Suara.com - Uang yang beredar dari judi online pada skala global sudah mencapai $100,9 miliar atau Rp 1.659 triliun pada 2024. Perputaran uang tersebut diprediksi bakal terus menanjak hingga 2029 dengan total $136,30 miliar.
Adapun bandar judi online, tentunya berada di posisi menguntungkan dengan nilai uang sebanyak itu. Salah satu negara bandar judi online adalah Amerika Serikat (AS). Aktivitas judi online baik offline maupun online, tengah berkembang pesat.
Bahkan negeri Paman Sam itu menempati puncak peringkat utama pada pendapatan uang judi online. Menurut Statiska, pendapatan AS sebesar $18,41 miliar pada 2024 lewat industri perjudian.
Bandar akan semakin kaya dan untung. Namun bagi masyarakat yang bermain judi online, ini adalah ancaman besar. Para pemain judi online bahkan merelakan uang jutaan rupiah agar bisa menang. Padahal nyatanya, kemenangan itu hanya semu yang memberi efek ketagihan.
Efek ketagihan ini mampu merusak mental pemainnya.

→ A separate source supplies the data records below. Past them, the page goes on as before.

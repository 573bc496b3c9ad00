//! Persistent connection pool.
//!
//! # Responsibilities
//! - Build and establish connections from message metadata
//! - Keep persistent connections keyed by (host, port, category)
//! - Evict connections whose last exchange left them unusable
//!
//! # Design Decisions
//! - A connection is pooled even when its first establish fails, so later
//!   callers find it and it can heal through `is_suspended()`
//! - One-time backend connections are never pooled
//! - The map lock is held only for lookups and inserts, never across `.await`

use std::collections::BTreeMap;
use std::sync::{Mutex, MutexGuard, PoisonError};

use crate::context::MessagingContext;
use crate::error::MessagingError;
use crate::http::{HttpRequest, HttpResponse};
use crate::net::connection::Connection;
use crate::net::key::{ConnectionKey, MessageCategory};
use crate::net::metadata::{MessageConnectionConfig, MessageMetadata};

pub struct ConnectionPool {
    context: MessagingContext,
    persistent: Mutex<BTreeMap<ConnectionKey, Connection>>,
}

impl ConnectionPool {
    pub fn new(context: MessagingContext) -> Self {
        Self {
            context,
            persistent: Mutex::new(BTreeMap::new()),
        }
    }

    pub fn context(&self) -> &MessagingContext {
        &self.context
    }

    /// Build a connection for `metadata`, establish it, and pool it unless it
    /// is a one-time backend connection.
    pub async fn establish(
        &self,
        metadata: &MessageMetadata,
        category: MessageCategory,
    ) -> Result<Connection, MessagingError> {
        let key = ConnectionKey::new(metadata.host.clone(), metadata.port, category);
        let conn = Connection::new(key.clone(), metadata, self.context.clone());
        let over_proxy = metadata.is_proxied();

        if metadata.external_certificate.is_some() {
            tracing::trace!(target = %key, "Using an external credential for this connection");
        }

        let result = conn.establish().await;

        if !metadata.conn_flags.contains(MessageConnectionConfig::ONE_TIME_FOG_CONN) {
            if let Some(previous) = self.map().insert(key.clone(), conn.clone()) {
                tracing::trace!(target = %key, replaced = %previous.id(), "Replaced pooled connection");
            }
        }

        match result {
            Ok(()) => {
                tracing::trace!(target = %key, over_proxy, "Connection established successfully");
                Ok(conn)
            }
            Err(e) => {
                let context = if over_proxy {
                    "Failed to establish connection over proxy"
                } else {
                    "Failed to establish connection"
                };
                tracing::debug!(target = %key, error = %e, "{}", context);
                Err(e)
            }
        }
    }

    /// The pooled connection for the key, evicting it if it must be closed.
    pub fn get_persistent(&self, host: &str, port: u16, category: MessageCategory) -> Option<Connection> {
        let key = ConnectionKey::new(host, port, category);
        let mut map = self.map();
        let conn = map.get(&key)?;
        if conn.should_close() {
            tracing::debug!(target = %key, "The connection needs to reestablish, evicting");
            map.remove(&key);
            return None;
        }
        Some(conn.clone())
    }

    /// The pooled backend connection for `category`.
    pub fn get_by_category(&self, category: MessageCategory) -> Result<Option<Connection>, MessagingError> {
        let agent = &self.context.agent;
        let domain = agent
            .fog_domain()
            .ok_or_else(|| MessagingError::Config("Failed to retrieve fog domain".to_string()))?;
        let port = agent
            .fog_port()
            .ok_or_else(|| MessagingError::Config("Failed to retrieve fog port".to_string()))?;
        Ok(self.get_persistent(&domain, port, category))
    }

    pub async fn send(&self, conn: &Connection, request: &HttpRequest) -> Result<HttpResponse, MessagingError> {
        conn.send_request(&request.to_wire()).await
    }

    /// Number of pooled connections.
    pub fn len(&self) -> usize {
        self.map().len()
    }

    pub fn is_empty(&self) -> bool {
        self.map().is_empty()
    }

    fn map(&self) -> MutexGuard<'_, BTreeMap<ConnectionKey, Connection>> {
        self.persistent.lock().unwrap_or_else(PoisonError::into_inner)
    }
}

Mereka mudah stres, cemas dan depresi karena merasa tidak mampu menang bermain judi online.
Selain rugi mental, pemain bisa terjerat hukuman pidana. Hal ini lantaran judi online adalah permainan ilegal. Bahkan pemain bisa bertindak kriminal agar mendapat uang lebih untuk ikut judi online. Mulai dari pencurian, perampokan hingga penipuan.
Hubungan pemain dengan orang-orang sekitar tentu juga akan terganggu. Sebab keluarga, pasangan, teman merasa risih dengan perilaku bermain judi online yang terus-menerus.
Seperti di Indonesia. Judi online menjadi biang kerok dalam kasus belakangan ini: Polwan yang membakar suaminya—seorang polisi—gegara uang gajinya hanya habis untuk bermain judi online.